I cameristi della Scala in concerto per "salvare" la musica

Alle 19 nella sede dell'Unione del commercio un evento per sostenere il progetto «Salva la musica» della Fondazione Monzino. La raccolta fondi servirà ad acquistare strumenti da donare alle scuole milanesi con il più alto tasso di abbandono e bullismo

Si chiama «Salva la musica». É il progetto che punta a raccogliere fondi per portare la musica nelle scuole, soprattutto quelle dove si riscontrano alti tassi di abbandono e fenomeni di bullismo. Verrà presentato questa sera a partire dalle 19 a Palazzo Castiglioni, in corso Venezia 49 a Milano, nella sede dell'Unione del commercio. Una serata speciale Fondazione Antonio Carlo Monzino, con un concerto dell'orchestra dei «Cameristi della Scala», complesso formato da musicisti dell'Orchestra del Teatro alla Scala e della Filarmonica della Scala, che eseguirà – in un percorso di continuità degli strumenti a corda dal Settecento al Novecento – le Quattro Stagioni di Antonio Vivaldi e di Astor Piazzolla.

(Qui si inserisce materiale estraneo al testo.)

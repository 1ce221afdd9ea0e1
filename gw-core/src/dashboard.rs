//! Dashboard view model.
//!
//! `Dashboard` owns every piece of user-facing state: the primary year, the
//! optional compare year, the stats loaded for each, the view mode and the
//! export orientation. It performs no I/O. Transitions that need data return
//! a [`FetchTicket`]; the driver runs the fetch however it likes (a spawned
//! task, a Dioxus future, a joined pair) and hands the outcome back through
//! [`Dashboard::apply`].
//!
//! Each slot counts the fetches it has started. A ticket only lands if its
//! generation and year still match the slot, so a slow response for a year
//! the user already moved away from is dropped instead of overwriting newer
//! state.

use crate::chart::Orientation;
use crate::error::{GwError, Result};
use crate::models::YearStats;
use crate::years::{YearRange, DEFAULT_PRIMARY_YEAR};
use log::{debug, error, info};
use std::fmt;
use std::str::FromStr;

/// One of the two independent fetch/display targets.
#[derive(Debug, Clone, Copy, PartialEq, Eq, Hash)]
pub enum Slot {
    Primary,
    Compare,
}

impl fmt::Display for Slot {
    fn fmt(&self, f: &mut fmt::Formatter<'_>) -> fmt::Result {
        match self {
            Slot::Primary => f.write_str("primary"),
            Slot::Compare => f.write_str("compare"),
        }
    }
}

#[derive(Debug, Clone, Copy, PartialEq, Eq, Hash, Default)]
pub enum ViewMode {
    /// Live bar charts built from fetched stats
    #[default]
    Interactive,
    /// Server-rendered chart images for sharing
    Export,
}

impl ViewMode {
    pub fn label(&self) -> &'static str {
        match self {
            ViewMode::Interactive => "Interactive",
            ViewMode::Export => "Export",
        }
    }

    /// Footer text shown under the charts.
    pub fn caption(&self) -> &'static str {
        match self {
            ViewMode::Interactive => "Explore and compare gaming years with interactive charts.",
            ViewMode::Export => "Snapshot-ready view. Use high-fidelity images for sharing!",
        }
    }
}

impl fmt::Display for ViewMode {
    fn fmt(&self, f: &mut fmt::Formatter<'_>) -> fmt::Result {
        f.write_str(self.label())
    }
}

impl FromStr for ViewMode {
    type Err = GwError;

    fn from_str(s: &str) -> std::result::Result<Self, Self::Err> {
        match s.trim().to_lowercase().as_str() {
            "interactive" => Ok(ViewMode::Interactive),
            "export" => Ok(ViewMode::Export),
            _ => Err(GwError::UnknownViewMode(s.to_string())),
        }
    }
}

/// User intent.
#[derive(Debug, Clone, Copy, PartialEq, Eq)]
pub enum Event {
    SelectPrimaryYear(i32),
    /// `None` is the "None" choice of the compare picker
    SelectCompareYear(Option<i32>),
    SetViewMode(ViewMode),
    SetOrientation(Orientation),
}

/// A fetch the driver must perform, tagged with the slot state it was issued for.
#[derive(Debug, Clone, Copy, PartialEq, Eq)]
pub struct FetchTicket {
    pub slot: Slot,
    pub year: i32,
    generation: u64,
}

/// What [`Dashboard::apply`] did with a fetch outcome.
#[derive(Debug, Clone, Copy, PartialEq, Eq)]
pub enum Applied {
    /// Stats replaced
    Updated,
    /// Fetch failed; loading cleared, previous stats kept
    Failed,
    /// Ticket was superseded; nothing changed
    Stale,
}

/// Target year, loaded data and loading flag of one slot.
#[derive(Debug, Clone, Default, PartialEq)]
pub struct SlotState {
    year: Option<i32>,
    stats: Option<YearStats>,
    loading: bool,
    generation: u64,
}

impl SlotState {
    pub fn year(&self) -> Option<i32> {
        self.year
    }

    /// Last successfully loaded stats, possibly for a previous year.
    pub fn stats(&self) -> Option<&YearStats> {
        self.stats.as_ref()
    }

    pub fn is_loading(&self) -> bool {
        self.loading
    }

    fn begin(&mut self, slot: Slot, year: i32) -> FetchTicket {
        self.generation += 1;
        self.year = Some(year);
        self.loading = true;
        FetchTicket {
            slot,
            year,
            generation: self.generation,
        }
    }

    fn clear(&mut self) {
        // bumping the generation orphans any fetch still in flight
        self.generation += 1;
        self.year = None;
        self.stats = None;
        self.loading = false;
    }

    fn is_current(&self, ticket: &FetchTicket) -> bool {
        ticket.generation == self.generation && self.year == Some(ticket.year)
    }
}

#[derive(Debug, Clone, PartialEq)]
pub struct Dashboard {
    years: YearRange,
    primary: SlotState,
    compare: SlotState,
    view_mode: ViewMode,
    orientation: Orientation,
}

impl Dashboard {
    /// Open on [`DEFAULT_PRIMARY_YEAR`], clamped into `years`.
    pub fn new(years: YearRange) -> Self {
        let primary_year = years.clamp(DEFAULT_PRIMARY_YEAR);
        Self {
            years,
            primary: SlotState {
                year: Some(primary_year),
                ..Default::default()
            },
            compare: SlotState::default(),
            view_mode: ViewMode::default(),
            orientation: Orientation::default(),
        }
    }

    pub fn with_primary_year(years: YearRange, year: i32) -> Result<Self> {
        let mut dashboard = Self::new(years);
        dashboard.primary.year = Some(years.check(year)?);
        Ok(dashboard)
    }

    /// Issue the initial fetch for the primary year.
    pub fn start(&mut self) -> FetchTicket {
        let year = self.primary_year();
        self.primary.begin(Slot::Primary, year)
    }

    pub fn handle(&mut self, event: Event) -> Result<Option<FetchTicket>> {
        match event {
            Event::SelectPrimaryYear(year) => self.select_primary_year(year),
            Event::SelectCompareYear(year) => self.select_compare_year(year),
            Event::SetViewMode(mode) => {
                self.set_view_mode(mode);
                Ok(None)
            }
            Event::SetOrientation(orientation) => {
                self.set_orientation(orientation);
                Ok(None)
            }
        }
    }

    pub fn select_primary_year(&mut self, year: i32) -> Result<Option<FetchTicket>> {
        let year = self.years.check(year)?;
        if self.compare.year == Some(year) {
            info!("Primary year {} was the compare year; clearing comparison", year);
            self.compare.clear();
        }
        if self.primary.year == Some(year) {
            return Ok(None);
        }
        Ok(Some(self.primary.begin(Slot::Primary, year)))
    }

    pub fn select_compare_year(&mut self, year: Option<i32>) -> Result<Option<FetchTicket>> {
        if self.view_mode != ViewMode::Interactive {
            debug!("Ignoring compare selection {:?} in {:?} mode", year, self.view_mode);
            return Ok(None);
        }

        let year = match year {
            Some(y) => Some(self.years.check(y)?),
            None => None,
        };

        match year {
            Some(y) if Some(y) != self.primary.year => {
                if self.compare.year == Some(y) {
                    return Ok(None);
                }
                Ok(Some(self.compare.begin(Slot::Compare, y)))
            }
            _ => {
                self.compare.clear();
                Ok(None)
            }
        }
    }

    pub fn set_view_mode(&mut self, mode: ViewMode) {
        self.view_mode = mode;
    }

    pub fn set_orientation(&mut self, orientation: Orientation) {
        self.orientation = orientation;
    }

    /// Land the outcome of a fetch started by this dashboard.
    ///
    /// Failures are logged and otherwise swallowed: the slot stops loading
    /// and keeps whatever it showed before.
    pub fn apply(&mut self, ticket: FetchTicket, result: Result<YearStats>) -> Applied {
        let state = match ticket.slot {
            Slot::Primary => &mut self.primary,
            Slot::Compare => &mut self.compare,
        };

        if !state.is_current(&ticket) {
            debug!(
                "Discarding stale {} response for {} (slot now {:?})",
                ticket.slot, ticket.year, state.year
            );
            return Applied::Stale;
        }

        state.loading = false;
        match result {
            Ok(stats) => {
                state.stats = Some(stats);
                Applied::Updated
            }
            Err(e) => {
                error!("Failed to fetch {} stats for {}: {}", ticket.slot, ticket.year, e);
                Applied::Failed
            }
        }
    }

    pub fn years(&self) -> YearRange {
        self.years
    }

    pub fn primary_year(&self) -> i32 {
        // the primary slot is never cleared
        self.primary.year.unwrap_or_else(|| self.years.clamp(DEFAULT_PRIMARY_YEAR))
    }

    pub fn compare_year(&self) -> Option<i32> {
        self.compare.year
    }

    pub fn slot(&self, slot: Slot) -> &SlotState {
        match slot {
            Slot::Primary => &self.primary,
            Slot::Compare => &self.compare,
        }
    }

    pub fn primary(&self) -> &SlotState {
        &self.primary
    }

    pub fn compare(&self) -> &SlotState {
        &self.compare
    }

    pub fn view_mode(&self) -> ViewMode {
        self.view_mode
    }

    pub fn orientation(&self) -> Orientation {
        self.orientation
    }

    /// Years the compare picker offers (plus "None").
    pub fn compare_choices(&self) -> Vec<i32> {
        self.years.compare_choices(self.primary_year())
    }
}
//! Header controls: year, compare year, view mode and export layout.

use super::ToggleButton;
use crate::state::AppState;
use dioxus::prelude::*;
use gw_core::{Event, Orientation, ViewMode, COMPARE_COLOR};

const GROUP_STYLE: &str = "display: flex; flex-direction: column; gap: 6px;";
const LABEL_STYLE: &str = "font-size: 11px; text-transform: uppercase; letter-spacing: 1px; color: #64748b;";
const SELECTOR_STYLE: &str = "display: flex; flex-wrap: wrap; gap: 6px;";

#[component]
pub fn Controls() -> Element {
    let state = use_context::<AppState>();
    let (years, primary, compare, compare_choices, mode, orientation) = {
        let dashboard = state.dashboard.read();
        (
            dashboard.years().years().collect::<Vec<i32>>(),
            dashboard.primary_year(),
            dashboard.compare_year(),
            dashboard.compare_choices(),
            dashboard.view_mode(),
            dashboard.orientation(),
        )
    };

    rsx! {
        div {
            style: "display: flex; flex-wrap: wrap; justify-content: center; gap: 24px; margin-top: 16px;",
            div {
                style: GROUP_STYLE,
                span { style: LABEL_STYLE, "Year" }
                div {
                    style: SELECTOR_STYLE,
                    for year in years {
                        ToggleButton {
                            key: "{year}",
                            label: year.to_string(),
                            active: year == primary,
                            onclick: move |_| state.dispatch(Event::SelectPrimaryYear(year)),
                        }
                    }
                }
            }
            if mode == ViewMode::Interactive {
                div {
                    style: GROUP_STYLE,
                    span { style: LABEL_STYLE, "Compare With" }
                    div {
                        style: SELECTOR_STYLE,
                        ToggleButton {
                            label: "None".to_string(),
                            active: compare.is_none(),
                            onclick: move |_| state.dispatch(Event::SelectCompareYear(None)),
                        }
                        for year in compare_choices {
                            ToggleButton {
                                key: "{year}",
                                label: year.to_string(),
                                active: compare == Some(year),
                                accent: COMPARE_COLOR.to_string(),
                                onclick: move |_| state.dispatch(Event::SelectCompareYear(Some(year))),
                            }
                        }
                    }
                }
            }
            div {
                style: GROUP_STYLE,
                span { style: LABEL_STYLE, "View" }
                div {
                    style: SELECTOR_STYLE,
                    for option in [ViewMode::Interactive, ViewMode::Export] {
                        ToggleButton {
                            key: "{option}",
                            label: option.label().to_string(),
                            active: option == mode,
                            onclick: move |_| state.dispatch(Event::SetViewMode(option)),
                        }
                    }
                }
            }
            if mode == ViewMode::Export {
                div {
                    style: GROUP_STYLE,
                    span { style: LABEL_STYLE, "Layout" }
                    div {
                        style: SELECTOR_STYLE,
                        for option in [Orientation::Portrait, Orientation::Landscape] {
                            ToggleButton {
                                key: "{option}",
                                label: option.label().to_string(),
                                active: option == orientation,
                                onclick: move |_| state.dispatch(Event::SetOrientation(option)),
                            }
                        }
                    }
                }
            }
        }
    }
}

L'evento è stato realizzato con il contributo della Fondazione Cariplo, e cade nel decennale della Fondazione Antonio Carlo Monzino. Dopo il saluto del presidente dell'Unione del commercio Carlo Sangalli e l'illustrazione del progetto «Salva la musica» da parte di Antonio Monzino Jr, avrà inizio il concerto. «Salva la Musica» nasce negli Stati Uniti con il nome "Save the Music" e viene ripreso in Italia nel 2002. Le scuole a cui verranno consegnati gli strumenti musicali acquistati attraverso le donazioni sono segnalate dall'Ufficio Regionale Scolastico.

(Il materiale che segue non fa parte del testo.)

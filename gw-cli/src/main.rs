//! GamerWrapped CLI - yearly gaming stats in the terminal.

use clap::Parser;
use gw_core::Config;

#[derive(Parser)]
#[command(
    name = "gw-cli",
    version,
    about = "Browse GamerWrapped yearly gaming stats"
)]
struct Cli {
    /// Stats backend base URL (overrides GAMERWRAPPED_API_URL)
    #[arg(long, global = true)]
    api_url: Option<String>,

    #[command(subcommand)]
    command: gw_cmd::Command,
}

#[tokio::main]
async fn main() -> anyhow::Result<()> {
    env_logger::init();
    let cli = Cli::parse();
    let config = Config::from_env().with_api_url(cli.api_url);
    log::debug!("Using backend {}", config.api_url());
    gw_cmd::run(cli.command, config).await
}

«Imparare la musica da bambini – sostiene Antonio Monzino Jr. - aiuta a sviluppare potenzialità sia a livello neurologico sia cognitivo in quanto stimola la memoria, accresce le capacità di apprendimento matematico, linguistico e scientifico e sviluppa pensiero e creatività». Ma la musica, aggiunge Monzino, diventa anche «un potente mezzo di aggregazione sociale ed uno strumento significativo per contenere il disagio giovanile e per contrastare l'abbandono scolastico e il bullismo».

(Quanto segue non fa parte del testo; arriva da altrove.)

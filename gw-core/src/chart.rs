//! Static chart descriptors shared by the interactive and export views.

use crate::error::GwError;
use serde::{Deserialize, Serialize};
use std::fmt;
use std::str::FromStr;

/// Identity of a chart; doubles as the path segment of `/api/charts/{id}`.
#[derive(Debug, Clone, Copy, PartialEq, Eq, Hash, Serialize, Deserialize)]
#[serde(rename_all = "lowercase")]
pub enum ChartId {
    Games,
    Consoles,
    Platforms,
    Series,
    Status,
    Months,
}

impl ChartId {
    pub const ALL: [ChartId; 6] = [
        ChartId::Games,
        ChartId::Consoles,
        ChartId::Platforms,
        ChartId::Series,
        ChartId::Status,
        ChartId::Months,
    ];

    pub fn as_str(&self) -> &'static str {
        match self {
            ChartId::Games => "games",
            ChartId::Consoles => "consoles",
            ChartId::Platforms => "platforms",
            ChartId::Series => "series",
            ChartId::Status => "status",
            ChartId::Months => "months",
        }
    }

    /// The static descriptor for this chart.
    pub fn spec(&self) -> &'static ChartSpec {
        // CHART_SPECS is ordered like ChartId::ALL
        &CHART_SPECS[*self as usize]
    }
}

impl fmt::Display for ChartId {
    fn fmt(&self, f: &mut fmt::Formatter<'_>) -> fmt::Result {
        f.write_str(self.as_str())
    }
}

impl FromStr for ChartId {
    type Err = GwError;

    fn from_str(s: &str) -> Result<Self, Self::Err> {
        ChartId::ALL
            .into_iter()
            .find(|id| id.as_str().eq_ignore_ascii_case(s.trim()))
            .ok_or_else(|| GwError::UnknownChart(s.to_string()))
    }
}

/// Which `YearStats` collection feeds a chart.
#[derive(Debug, Clone, Copy, PartialEq, Eq, Hash)]
pub enum StatsField {
    MostPlayedGames,
    MostPlayedConsoles,
    MostPlayedPlatforms,
    MostPlayedSeries,
    GamesByStatus,
    BusiestMonths,
}

impl StatsField {
    /// JSON key of the collection in the stats payload.
    pub fn key(&self) -> &'static str {
        match self {
            StatsField::MostPlayedGames => "most_played_games",
            StatsField::MostPlayedConsoles => "most_played_consoles",
            StatsField::MostPlayedPlatforms => "most_played_platforms",
            StatsField::MostPlayedSeries => "most_played_series",
            StatsField::GamesByStatus => "games_by_status",
            StatsField::BusiestMonths => "busiest_months",
        }
    }
}

/// Which entry field is plotted.
#[derive(Debug, Clone, Copy, PartialEq, Eq, Hash)]
pub enum Metric {
    /// Hours played
    Playtime,
    /// Number of games
    Count,
}

/// Bar color of every chart drawn for the compare year.
pub const COMPARE_COLOR: &str = "#4cc9f0";

/// Static description of one chart.
#[derive(Debug, PartialEq)]
pub struct ChartSpec {
    pub id: ChartId,
    pub title: &'static str,
    pub icon: &'static str,
    pub field: StatsField,
    /// Bar color (CSS)
    pub color: &'static str,
    /// Month-labelled horizontal axis instead of ranked vertical bars
    pub is_months: bool,
    /// Values are a count of games rather than hours
    pub is_status: bool,
}

impl ChartSpec {
    pub fn get(id: ChartId) -> &'static ChartSpec {
        id.spec()
    }

    pub fn metric(&self) -> Metric {
        if self.is_status {
            Metric::Count
        } else {
            Metric::Playtime
        }
    }

    /// Render a plotted value with its unit, e.g. `40h` or `14`.
    pub fn format_value(&self, value: f64) -> String {
        if self.is_status {
            format!("{}", value)
        } else {
            format!("{}h", value)
        }
    }
}

const PLAYTIME_COLOR: &str = "#fca311";
const STATUS_COLOR: &str = "#B4F8C8";

/// The six charts, in display order.
pub static CHART_SPECS: [ChartSpec; 6] = [
    ChartSpec {
        id: ChartId::Games,
        title: "Most Played Games",
        icon: "🎮",
        field: StatsField::MostPlayedGames,
        color: PLAYTIME_COLOR,
        is_months: false,
        is_status: false,
    },
    ChartSpec {
        id: ChartId::Consoles,
        title: "Most Played Consoles",
        icon: "🖥",
        field: StatsField::MostPlayedConsoles,
        color: PLAYTIME_COLOR,
        is_months: false,
        is_status: false,
    },
    ChartSpec {
        id: ChartId::Platforms,
        title: "Most Played Platforms",
        icon: "🗂",
        field: StatsField::MostPlayedPlatforms,
        color: PLAYTIME_COLOR,
        is_months: false,
        is_status: false,
    },
    ChartSpec {
        id: ChartId::Series,
        title: "Most Played Series",
        icon: "✨",
        field: StatsField::MostPlayedSeries,
        color: PLAYTIME_COLOR,
        is_months: false,
        is_status: false,
    },
    ChartSpec {
        id: ChartId::Status,
        title: "Games Beaten",
        icon: "🏆",
        field: StatsField::GamesByStatus,
        color: STATUS_COLOR,
        is_months: false,
        is_status: true,
    },
    ChartSpec {
        id: ChartId::Months,
        title: "Busiest Months",
        icon: "📅",
        field: StatsField::BusiestMonths,
        color: PLAYTIME_COLOR,
        is_months: true,
        is_status: false,
    },
];

/// Layout of exported chart images.
#[derive(Debug, Clone, Copy, PartialEq, Eq, Hash, Default)]
pub enum Orientation {
    #[default]
    Portrait,
    Landscape,
}

impl Orientation {
    /// Value of the `orientation` query parameter understood by the chart endpoint.
    pub fn as_query(&self) -> &'static str {
        match self {
            Orientation::Portrait => "vertical",
            Orientation::Landscape => "horizontal",
        }
    }

    pub fn label(&self) -> &'static str {
        match self {
            Orientation::Portrait => "Portrait",
            Orientation::Landscape => "Landscape",
        }
    }
}

impl fmt::Display for Orientation {
    fn fmt(&self, f: &mut fmt::Formatter<'_>) -> fmt::Result {
        f.write_str(self.label())
    }
}

impl FromStr for Orientation {
    type Err = GwError;

    fn from_str(s: &str) -> Result<Self, Self::Err> {
        match s.trim().to_lowercase().as_str() {
            "portrait" | "vertical" => Ok(Orientation::Portrait),
            "landscape" | "horizontal" => Ok(Orientation::Landscape),
            _ => Err(GwError::UnknownOrientation(s.to_string())),
        }
    }
}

Alcuni strumenti ad arco appartenenti alla Fondazione, fra cui un prezioso violino piccolo datato 1759 del liutaio milanese Carlo Antonio Testore appositamente restaurato per l'occasione, verranno suonati proprio durante il concerto. Fuori dalla Sala Orlando a Palazzo Castiglioni sarà invece allestita una mostra di strumenti della Civica Scuola di Liuteria di Milano, in occasione delle celebrazioni per i trent'anni di attività dalla sua fondazione.